I've been reading "Ancient Shore: Dispatches from Naples" by Shirley Hazzard and Francis Steegmuller.   In limpid, weightless prose, Hazzard writes an ode to Italy, where she has learned "that the ability to rise to the moment, to the human occasion, is linked to a sense of mortality intrinsic, in Italy, to all that pleases us."

In Naples, we are "initiated" into a mystery: "this sense of life profoundly informed by awareness of death that values the smallest pleasure as god-given, fatalistically attributing misfortune to the gods' sterner associate, Il Destino."

No one writes better about traveling alone:

"Never to have made the lonely walk along the Seine or Lungarno, or passed those austere evenings on which all the world but oneself has destination and companion, is perhaps never to have felt the full presence of the unfamiliar.  It is thus one achieves a slow, indelible intimacy with place, learning to match its moods with one's own.  At such times it is as if a destination had awaited us with nearly human expectation and with an exquisite blend of receptivity and detachment."

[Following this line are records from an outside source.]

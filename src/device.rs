//! Device enumeration and the evdev-backed device handle.
//!
//! Reads input events directly from `/dev/input/event*` nodes. Access
//! usually requires root or membership in the `input` group:
//!
//! ```bash
//! sudo usermod -aG input $USER
//! # Then log out and back in
//! ```

use crate::error::{Error, Result};
use evdev::{Device, InputEvent};
use std::collections::VecDeque;
use std::fmt;
use std::fs;
use std::io;
use std::os::unix::fs::FileTypeExt;
use std::os::unix::io::AsRawFd;
use std::path::{Path, PathBuf};
use std::sync::Arc;
use std::sync::atomic::{AtomicBool, Ordering};

/// Directory the kernel exposes input device nodes in.
pub const INPUT_DIR: &str = "/dev/input";

/// How long a single poll waits before the stop flag is checked again.
const POLL_TIMEOUT_MS: libc::c_int = 100;

/// Read-only snapshot of a device, used for display.
#[derive(Debug, Clone, PartialEq, Eq)]
pub struct DeviceInfo {
    /// Path of the device node.
    pub path: PathBuf,
    /// Name reported by the driver.
    pub name: String,
    /// Physical (bus) location reported by the driver.
    pub phys: String,
}

impl fmt::Display for DeviceInfo {
    fn fmt(&self, f: &mut fmt::Formatter<'_>) -> fmt::Result {
        write!(f, "{} \"{}\" ({})", self.path.display(), self.name, self.phys)
    }
}

/// Something that can describe itself for the selection prompt.
pub trait Described {
    fn info(&self) -> &DeviceInfo;
}

/// A source of input events.
///
/// `next_event` blocks until an event is available. It only returns an
/// error when the source can produce no more events.
pub trait EventSource {
    fn next_event(&mut self) -> Result<InputEvent>;
}

/// An open `/dev/input/event*` node.
///
/// The underlying file descriptor is closed (and any grab released) when
/// the handle is dropped.
pub struct EvdevDevice {
    info: DeviceInfo,
    device: Device,
    pending: VecDeque<InputEvent>,
    running: Arc<AtomicBool>,
    grabbed: bool,
}

impl EvdevDevice {
    /// Open the device node at `path`.
    pub fn open(path: impl AsRef<Path>) -> Result<Self> {
        let path = path.as_ref();
        let device = Device::open(path).map_err(|source| Error::Open {
            path: path.to_path_buf(),
            source,
        })?;

        let info = DeviceInfo {
            path: path.to_path_buf(),
            name: device.name().unwrap_or_default().to_string(),
            phys: device.physical_path().unwrap_or_default().to_string(),
        };
        log::debug!("opened {}", info);

        Ok(Self {
            info,
            device,
            pending: VecDeque::new(),
            running: Arc::new(AtomicBool::new(true)),
            grabbed: false,
        })
    }

    /// Share a stop flag with the handle. Once the flag is cleared,
    /// `next_event` returns [`Error::Interrupted`].
    pub fn with_running(mut self, running: Arc<AtomicBool>) -> Self {
        self.running = running;
        self
    }

    /// Take exclusive access so no other client receives this device's events.
    pub fn grab(&mut self) -> Result<()> {
        self.device.grab().map_err(|source| Error::Grab {
            path: self.info.path.clone(),
            source,
        })?;
        self.grabbed = true;
        log::info!("grabbed {}", self.info.path.display());
        Ok(())
    }

    /// Wait up to one poll slice for the device to become readable.
    fn wait_readable(&self) -> Result<bool> {
        let mut pfd = libc::pollfd {
            fd: self.device.as_raw_fd(),
            events: libc::POLLIN,
            revents: 0,
        };

        let ret = unsafe { libc::poll(&mut pfd, 1, POLL_TIMEOUT_MS) };
        if ret < 0 {
            let err = io::Error::last_os_error();
            if err.kind() == io::ErrorKind::Interrupted {
                return Ok(false);
            }
            return Err(Error::Read {
                path: self.info.path.clone(),
                source: err,
            });
        }

        // POLLHUP/POLLERR also count: the following read reports the failure.
        Ok(ret > 0 && pfd.revents != 0)
    }
}

impl Described for EvdevDevice {
    fn info(&self) -> &DeviceInfo {
        &self.info
    }
}

impl EventSource for EvdevDevice {
    fn next_event(&mut self) -> Result<InputEvent> {
        loop {
            if let Some(event) = self.pending.pop_front() {
                return Ok(event);
            }

            if !self.running.load(Ordering::SeqCst) {
                return Err(Error::Interrupted);
            }

            if !self.wait_readable()? {
                continue;
            }

            let events = self.device.fetch_events().map_err(|source| Error::Read {
                path: self.info.path.clone(),
                source,
            })?;
            self.pending.extend(events);
        }
    }
}

impl Drop for EvdevDevice {
    fn drop(&mut self) {
        if self.grabbed {
            if let Err(e) = self.device.ungrab() {
                log::debug!("failed to ungrab {}: {}", self.info.path.display(), e);
            }
        }
        log::debug!("closing {}", self.info.path.display());
    }
}

/// Numeric suffix of an `eventN` node name.
fn event_node_index(name: &str) -> Option<u32> {
    name.strip_prefix("event")?.parse().ok()
}

/// Keep the `eventN` paths and order them by their number.
fn order_event_nodes(paths: impl IntoIterator<Item = PathBuf>) -> Vec<PathBuf> {
    let mut nodes: Vec<(u32, PathBuf)> = paths
        .into_iter()
        .filter_map(|path| {
            let index = event_node_index(&path.file_name()?.to_string_lossy())?;
            Some((index, path))
        })
        .collect();
    nodes.sort_by_key(|(index, _)| *index);

    nodes.into_iter().map(|(_, path)| path).collect()
}

/// List `event*` character-device nodes in `dir`, ordered by their number.
pub fn list_devices_in(dir: impl AsRef<Path>) -> Result<Vec<PathBuf>> {
    let dir = dir.as_ref();
    let entries = fs::read_dir(dir).map_err(|source| Error::Enumeration {
        path: dir.to_path_buf(),
        source,
    })?;

    let char_devices = entries.flatten().filter_map(|entry| {
        let file_type = entry.file_type().ok()?;
        file_type.is_char_device().then(|| entry.path())
    });

    Ok(order_event_nodes(char_devices))
}

/// List the input device nodes on this system.
pub fn list_devices() -> Result<Vec<PathBuf>> {
    list_devices_in(INPUT_DIR)
}

/// Open every listed device. Nodes that cannot be opened are skipped.
pub fn enumerate_devices() -> Result<Vec<EvdevDevice>> {
    let devices: Vec<EvdevDevice> = list_devices()?
        .into_iter()
        .filter_map(|path| match EvdevDevice::open(&path) {
            Ok(device) => Some(device),
            Err(e) => {
                log::warn!("{}", e);
                None
            }
        })
        .collect();

    if devices.is_empty() {
        log::warn!(
            "no input devices accessible. Make sure you're in the 'input' group: \
             sudo usermod -aG input $USER"
        );
    }

    Ok(devices)
}
//! Human-readable categorization of raw input events.
//!
//! Keys, relative axes, absolute axes and synchronization markers get a
//! label built from the evdev code tables. Everything else falls back to a
//! numeric `code`/`type`/`val` rendering.

use evdev::{
    AbsoluteAxisType, InputEvent, InputEventKind, Key, RelativeAxisType, Synchronization,
};
use std::fmt;
use std::time::{SystemTime, UNIX_EPOCH};

/// State carried by the value of a key event.
#[derive(Debug, Clone, Copy, PartialEq, Eq)]
pub enum KeyState {
    Up,
    Down,
    Hold,
    /// A value the kernel does not normally emit for keys.
    Other(i32),
}

impl KeyState {
    pub fn from_value(value: i32) -> Self {
        match value {
            0 => KeyState::Up,
            1 => KeyState::Down,
            2 => KeyState::Hold,
            v => KeyState::Other(v),
        }
    }
}

impl fmt::Display for KeyState {
    fn fmt(&self, f: &mut fmt::Formatter<'_>) -> fmt::Result {
        match self {
            KeyState::Up => f.write_str("up"),
            KeyState::Down => f.write_str("down"),
            KeyState::Hold => f.write_str("hold"),
            KeyState::Other(v) => write!(f, "{}", v),
        }
    }
}

/// Event time as seconds and microseconds since the epoch.
#[derive(Debug, Clone, Copy, PartialEq, Eq)]
pub struct Timestamp {
    pub secs: u64,
    pub micros: u32,
}

impl From<SystemTime> for Timestamp {
    fn from(time: SystemTime) -> Self {
        let since_epoch = time.duration_since(UNIX_EPOCH).unwrap_or_default();
        Self {
            secs: since_epoch.as_secs(),
            micros: since_epoch.subsec_micros(),
        }
    }
}

impl fmt::Display for Timestamp {
    fn fmt(&self, f: &mut fmt::Formatter<'_>) -> fmt::Result {
        write!(f, "{}.{:06}", self.secs, self.micros)
    }
}

/// The category an event falls into.
#[derive(Debug, Clone, Copy, PartialEq, Eq)]
pub enum Category {
    Key { code: u16, key: Key, state: KeyState },
    Relative(RelativeAxisType),
    Absolute(AbsoluteAxisType),
    Synchronization(Synchronization),
    Other { type_: u16, code: u16, value: i32 },
}

/// A categorized input event.
#[derive(Debug, Clone, Copy, PartialEq, Eq)]
pub struct Categorized {
    pub timestamp: Timestamp,
    pub category: Category,
}

impl fmt::Display for Categorized {
    fn fmt(&self, f: &mut fmt::Formatter<'_>) -> fmt::Result {
        let ts = self.timestamp;
        match self.category {
            Category::Key { code, key, state } => {
                write!(f, "key event at {}, {} ({:?}), {}", ts, code, key, state)
            }
            Category::Relative(axis) => write!(f, "relative axis event at {}, {:?} ", ts, axis),
            Category::Absolute(axis) => write!(f, "absolute axis event at {}, {:?} ", ts, axis),
            Category::Synchronization(sync) => {
                write!(f, "synchronization event at {}, {:?} ", ts, sync)
            }
            Category::Other { type_, code, value } => write!(
                f,
                "event at {}, code {:02}, type {:02}, val {:02}",
                ts, code, type_, value
            ),
        }
    }
}

/// Categorize a raw event.
pub fn categorize(event: &InputEvent) -> Categorized {
    let category = match event.kind() {
        InputEventKind::Key(key) => Category::Key {
            code: event.code(),
            key,
            state: KeyState::from_value(event.value()),
        },
        InputEventKind::RelAxis(axis) => Category::Relative(axis),
        InputEventKind::AbsAxis(axis) => Category::Absolute(axis),
        InputEventKind::Synchronization(sync) => Category::Synchronization(sync),
        _ => Category::Other {
            type_: event.event_type().0,
            code: event.code(),
            value: event.value(),
        },
    };

    Categorized {
        timestamp: event.timestamp().into(),
        category,
    }
}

"The moment comes: we intersect a history, a long existence, offering it our fresh discovery as regeneration."

Steegmuller writes about his being mugged and seriously injured in Naples.  The Italian doctors are skillful, personal, warm.  He misses them when he returns to New York, where, "If there was a question to be asked, one learned to have it ready and to speak quickly . . . . One doctor in particular was like an indifferent priest opening and closing the slide of his confessional on a busy Saturday night."  The hospital attendants speak to him "across an artificial barrier of polysyllabic indirection."  Steegmuller's experience is not unique.  There are now specialists in "doctor-patient communication."  One such specialist "urges doctors to build rapport with their patients by greeting them warmly by name, asking briefly about important events in their lives, maintaining eye contact, focusing on the patient without interruption, and displaying empathy through words and body language" (New York Times, June 9, 2009). Directions for programming robots to act human.

Must we leave America to find what Steegmuller calls "the immediacy of care and human fellowship," and Hazzard, "a slow, indelible intimacy with place"?




Tuesday, June 9, 2009

Obama's Cairo Speech, Jews, Egypt, Gaza

In today's "New York Times," (June 9, 2009, page 23), Andre Aciman writes: "for all the president's talk of  'a new beginning between the United States and Muslims around the world' and shared 'principles of justice and progress,' neither he nor anyone around him" spoke about "the other 800,000 or so Jews born in the Middle East who fled the Arab and Muslim world or who were summarily expelled for being Jewish in the 20th century.












With all his references to the history of Islam and to its (questionable) 'proud tradition of tolerance' of other faiths, Mr. Obama never said anything about those Jews whose ancestors had been living in Arab lands long before the advent of Islam but were its first victims once rampant nationalism swept over the Arab world."

"Nor did he bother to mention that with this flight and expulsion, Jewish assets were--let's call it by its proper namer--looted.  Mr. Obama never mentioned the belongings I still own in Egypt and will never recover."  Aciman goes on: "We are, each one of us, not just defined by the arrangement of protein molecules in our cells, but also by the things we call our own."

Andre Aciman, the author of the memoir, "Out of Egypt," left Egypt with his family when he was fourteen.

Just before reading Aciman's op-ed piece, I watched a clip from today's "Guardian," which showed refugees whose homes were destroyed in the Israeli attack on Gaza.  Their situation is dreadful.

It's usual to ask at this point, Will the conflict ever end?  I'd like to conclude this post on a different note. Perhaps the effects of global warming will literally submerge these problems.  No, of course not; some will say, it will make things worse.  In a recent New Yorker article, Elizabeth Colbert is certain of the next mass extinction.  Humans may disappear, as apparently frogs are now disappearing.  Safe for now in my study, having had a cup of green tea, a pleasant rain falling, I can entertain the prospect with philosophic calm.